Besides the increase in traffic, school buses are now back in business. They are slower and more awkward for motorists to get around especially in areas where the bus needs to stop to pick up or drop off children. Though parents usually feel comfortable having their kid take the bus to school as it is a more convenient and safer option, some are becoming more hesitant thanks to the amount of serious bus accidents that have occurred in Missouri within only a few weeks of classes.
First day scares
In mid-August, a class of 30 students at Fort Zumwalt had their bus crash into a ditch after it slipped on a rain covered road in O’Fallon on their first day of school. Two middle school students and the driver were taken into the hospital for their injuries. The road they were on was narrow and in a rural area in a privately-owned land which the county has no control of. The school district is looking to possibly invest in smaller buses to avoid accidents on those streets again.
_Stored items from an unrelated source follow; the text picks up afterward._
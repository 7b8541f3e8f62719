//! Origin-transaction ledger operations.

use crate::{Pg, StoreError};
use alloy_primitives::{Address, B256};
use chrono::{DateTime, Utc};
use custodia_primitives::{DispatchStatus, Otx, OtxType};
use sqlx::postgres::PgConnection;
use uuid::Uuid;

/// Page size ceiling for account timeline queries.
pub const MAX_PAGE_SIZE: u32 = 100;

const OTX_SELECT: &str = "SELECT otx.id, otx.tracking_id, otx.otx_type, otx.signer_account,
        otx.raw_tx, otx.tx_hash, otx.nonce, otx.replaced, otx.created_at, otx.updated_at,
        dispatch_tx.status, dispatch_tx.updated_at AS status_updated_at
   FROM otx
   JOIN dispatch_tx ON dispatch_tx.otx_id = otx.id";

/// Input record for a new ledger entry.
#[derive(Debug, Clone)]
pub struct NewOtx {
    /// Caller-supplied correlation token.
    pub tracking_id: Uuid,
    /// Intent category.
    pub otx_type: OtxType,
    /// The account whose key signed the raw transaction.
    pub signer_account: Address,
    /// EIP-2718 encoded signed transaction, `0x`-prefixed hex.
    pub raw_tx: String,
    /// Transaction hash of the signed payload.
    pub tx_hash: B256,
    /// Nonce consumed from the signer's allocation sequence.
    pub nonce: u64,
}

#[derive(sqlx::FromRow)]
struct OtxRow {
    id: i64,
    tracking_id: Uuid,
    otx_type: String,
    signer_account: String,
    raw_tx: String,
    tx_hash: String,
    nonce: i64,
    replaced: bool,
    created_at: DateTime<Utc>,
    updated_at: DateTime<Utc>,
    status: String,
    status_updated_at: DateTime<Utc>,
}

impl OtxRow {
    fn into_otx(self) -> Result<Otx, StoreError> {
        let otx_type = OtxType::parse(&self.otx_type)
            .ok_or_else(|| StoreError::Corrupt(format!("otx type: {}", self.otx_type)))?;
        let signer_account = self
            .signer_account
            .parse::<Address>()
            .map_err(|e| StoreError::Corrupt(format!("signer account: {e}")))?;
        let tx_hash = self
            .tx_hash
            .parse::<B256>()
            .map_err(|e| StoreError::Corrupt(format!("tx hash: {e}")))?;
        let status = DispatchStatus::parse(&self.status)
            .ok_or_else(|| StoreError::Corrupt(format!("dispatch status: {}", self.status)))?;
        Ok(Otx {
            id: self.id as u64,
            tracking_id: self.tracking_id,
            otx_type,
            signer_account,
            raw_tx: self.raw_tx,
            tx_hash,
            nonce: self.nonce as u64,
            replaced: self.replaced,
            status,
            created_at: self.created_at,
            // The ledger exposes the most recent touch of either row.
            updated_at: self.updated_at.max(self.status_updated_at),
        })
    }
}

fn collect(rows: Vec<OtxRow>) -> Result<Vec<Otx>, StoreError> {
    rows.into_iter().map(OtxRow::into_otx).collect()
}

impl Pg {
    /// Inserts a new origin transaction, returning its ledger id.
    pub async fn insert_otx(
        &self,
        conn: &mut PgConnection,
        otx: &NewOtx,
    ) -> Result<u64, StoreError> {
        let (id,): (i64,) = sqlx::query_as(
            "INSERT INTO otx (tracking_id, otx_type, signer_account, raw_tx, tx_hash, nonce)
             VALUES ($1, $2, $3, $4, $5, $6)
             RETURNING id",
        )
        .bind(otx.tracking_id)
        .bind(otx.otx_type.as_str())
        .bind(otx.signer_account.to_checksum(None))
        .bind(&otx.raw_tx)
        .bind(otx.tx_hash.to_string())
        .bind(otx.nonce as i64)
        .fetch_one(conn)
        .await?;
        Ok(id as u64)
    }

    /// Creates the dispatch-status child row for a new origin transaction.
    pub async fn insert_dispatch(
        &self,
        conn: &mut PgConnection,
        otx_id: u64,
        status: DispatchStatus,
    ) -> Result<(), StoreError> {
        sqlx::query("INSERT INTO dispatch_tx (otx_id, status) VALUES ($1, $2)")
            .bind(otx_id as i64)
            .bind(status.as_str())
            .execute(conn)
            .await?;
        Ok(())
    }

    /// Transitions the dispatch status of an origin transaction.
    ///
    /// Terminal statuses are never overwritten; a transition attempt against
    /// one reports `false` so redelivered chain events stay idempotent.
    pub async fn update_dispatch(
        &self,
        conn: &mut PgConnection,
        otx_id: u64,
        status: DispatchStatus,
    ) -> Result<bool, StoreError> {
        let res = sqlx::query(
            "UPDATE dispatch_tx SET status = $2, updated_at = now()
             WHERE otx_id = $1
               AND status NOT IN ('SUCCESS', 'REVERTED', 'LOW_NONCE')",
        )
        .bind(otx_id as i64)
        .bind(status.as_str())
        .execute(conn)
        .await?;
        Ok(res.rows_affected() > 0)
    }

    /// Flags an origin transaction as superseded by a re-issued replacement.
    pub async fn mark_replaced(
        &self,
        conn: &mut PgConnection,
        otx_id: u64,
    ) -> Result<(), StoreError> {
        let res = sqlx::query(
            "UPDATE otx SET replaced = true, updated_at = now() WHERE id = $1",
        )
        .bind(otx_id as i64)
        .execute(conn)
        .await?;
        if res.rows_affected() == 0 {
            return Err(StoreError::NotFound);
        }
        Ok(())
    }

    /// All origin transactions for one intent, in ascending nonce order.
    pub async fn get_otx_by_tracking_id(
        &self,
        conn: &mut PgConnection,
        tracking_id: Uuid,
    ) -> Result<Vec<Otx>, StoreError> {
        let rows = sqlx::query_as::<_, OtxRow>(&format!(
            "{OTX_SELECT} WHERE otx.tracking_id = $1 ORDER BY otx.nonce ASC, otx.id ASC"
        ))
        .bind(tracking_id)
        .fetch_all(conn)
        .await?;
        collect(rows)
    }

    /// Looks up the origin transaction that produced `tx_hash`.
    pub async fn get_otx_by_tx_hash(
        &self,
        conn: &mut PgConnection,
        tx_hash: B256,
    ) -> Result<Option<Otx>, StoreError> {
        let row = sqlx::query_as::<_, OtxRow>(&format!(
            "{OTX_SELECT} WHERE otx.tx_hash = $1"
        ))
        .bind(tx_hash.to_string())
        .fetch_optional(conn)
        .await?;
        row.map(OtxRow::into_otx).transpose()
    }

    /// First page of an account's timeline, newest first.
    pub async fn get_otx_by_account(
        &self,
        conn: &mut PgConnection,
        account: Address,
        limit: u32,
    ) -> Result<Vec<Otx>, StoreError> {
        let rows = sqlx::query_as::<_, OtxRow>(&format!(
            "{OTX_SELECT} WHERE otx.signer_account = $1 ORDER BY otx.id DESC LIMIT $2"
        ))
        .bind(account.to_checksum(None))
        .bind(i64::from(limit.min(MAX_PAGE_SIZE)))
        .fetch_all(conn)
        .await?;
        collect(rows)
    }

    /// Timeline page strictly older than `cursor`, newest first.
    pub async fn get_otx_by_account_next(
        &self,
        conn: &mut PgConnection,
        account: Address,
        cursor: u64,
        limit: u32,
    ) -> Result<Vec<Otx>, StoreError> {
        let rows = sqlx::query_as::<_, OtxRow>(&format!(
            "{OTX_SELECT} WHERE otx.signer_account = $1 AND otx.id < $2
             ORDER BY otx.id DESC LIMIT $3"
        ))
        .bind(account.to_checksum(None))
        .bind(cursor as i64)
        .bind(i64::from(limit.min(MAX_PAGE_SIZE)))
        .fetch_all(conn)
        .await?;
        collect(rows)
    }

    /// Timeline window strictly newer than `cursor`, oldest first.
    pub async fn get_otx_by_account_previous(
        &self,
        conn: &mut PgConnection,
        account: Address,
        cursor: u64,
        limit: u32,
    ) -> Result<Vec<Otx>, StoreError> {
        let rows = sqlx::query_as::<_, OtxRow>(&format!(
            "{OTX_SELECT} WHERE otx.signer_account = $1 AND otx.id > $2
             ORDER BY otx.id ASC LIMIT $3"
        ))
        .bind(account.to_checksum(None))
        .bind(cursor as i64)
        .bind(i64::from(limit.min(MAX_PAGE_SIZE)))
        .fetch_all(conn)
        .await?;
        collect(rows)
    }

    /// Non-terminal origin transactions whose status has not moved for at
    /// least `stale_secs`. These are candidates for operator attention and
    /// retrier pickup.
    pub async fn get_failed_otx(
        &self,
        conn: &mut PgConnection,
        stale_secs: f64,
    ) -> Result<Vec<Otx>, StoreError> {
        let rows = sqlx::query_as::<_, OtxRow>(&format!(
            "{OTX_SELECT}
             WHERE dispatch_tx.status NOT IN ('SUCCESS', 'REVERTED', 'LOW_NONCE')
               AND dispatch_tx.updated_at < now() - make_interval(secs => $1)
             ORDER BY otx.id ASC"
        ))
        .bind(stale_secs)
        .fetch_all(conn)
        .await?;
        collect(rows)
    }

    /// `IN_NETWORK` origin transactions stale for at least `stale_secs`,
    /// awaiting a receipt sweep.
    pub async fn get_unconfirmed_otx(
        &self,
        conn: &mut PgConnection,
        stale_secs: f64,
    ) -> Result<Vec<Otx>, StoreError> {
        let rows = sqlx::query_as::<_, OtxRow>(&format!(
            "{OTX_SELECT}
             WHERE dispatch_tx.status = 'IN_NETWORK'
               AND dispatch_tx.updated_at < now() - make_interval(secs => $1)
             ORDER BY otx.id ASC"
        ))
        .bind(stale_secs)
        .fetch_all(conn)
        .await?;
        collect(rows)
    }
}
Teenagers who receive their licenses over the summer are now adjusting to driving to school every morning, but most are not used to buses roaming the streets yet. If you want proof, look no further than September 5, where a teenage driver in Crane drove too fast and crashed head-on into a school bus with 8 students. While the driver and students were not harmed, the driver had to be airlifted by emergency crews.
A deadly outcome
The teenager’s crash was not the only bus accident Crane experienced in the last few weeks. Last week, a pickup truck driver crashed head-on into a school bus and injured four students in the process. Unlike the last driver, the 47-year-old motorist died from his injuries.
Be cautious around buses
Though all of these bus crashes had different circumstances, they do encourage various safety precautions to take before heading out on the road. Students should remain in their seats and put on seatbelts (if available) to prevent serious injuries if the bus goes off the road. Teenagers should familiarize themselves with school bus laws and avoid excessive speeding or reckless driving as they adjust to their new routine.
Other Missouri motorists need to adjust their schedules if they want to avoid buses and traffic and keep their eyes on the road. They also need to refresh themselves on when they should stop if a bus has to pick up or drop of children. Buses are significantly tougher than cars, so motorists can place themselves and the students at serious risk if they are not careful.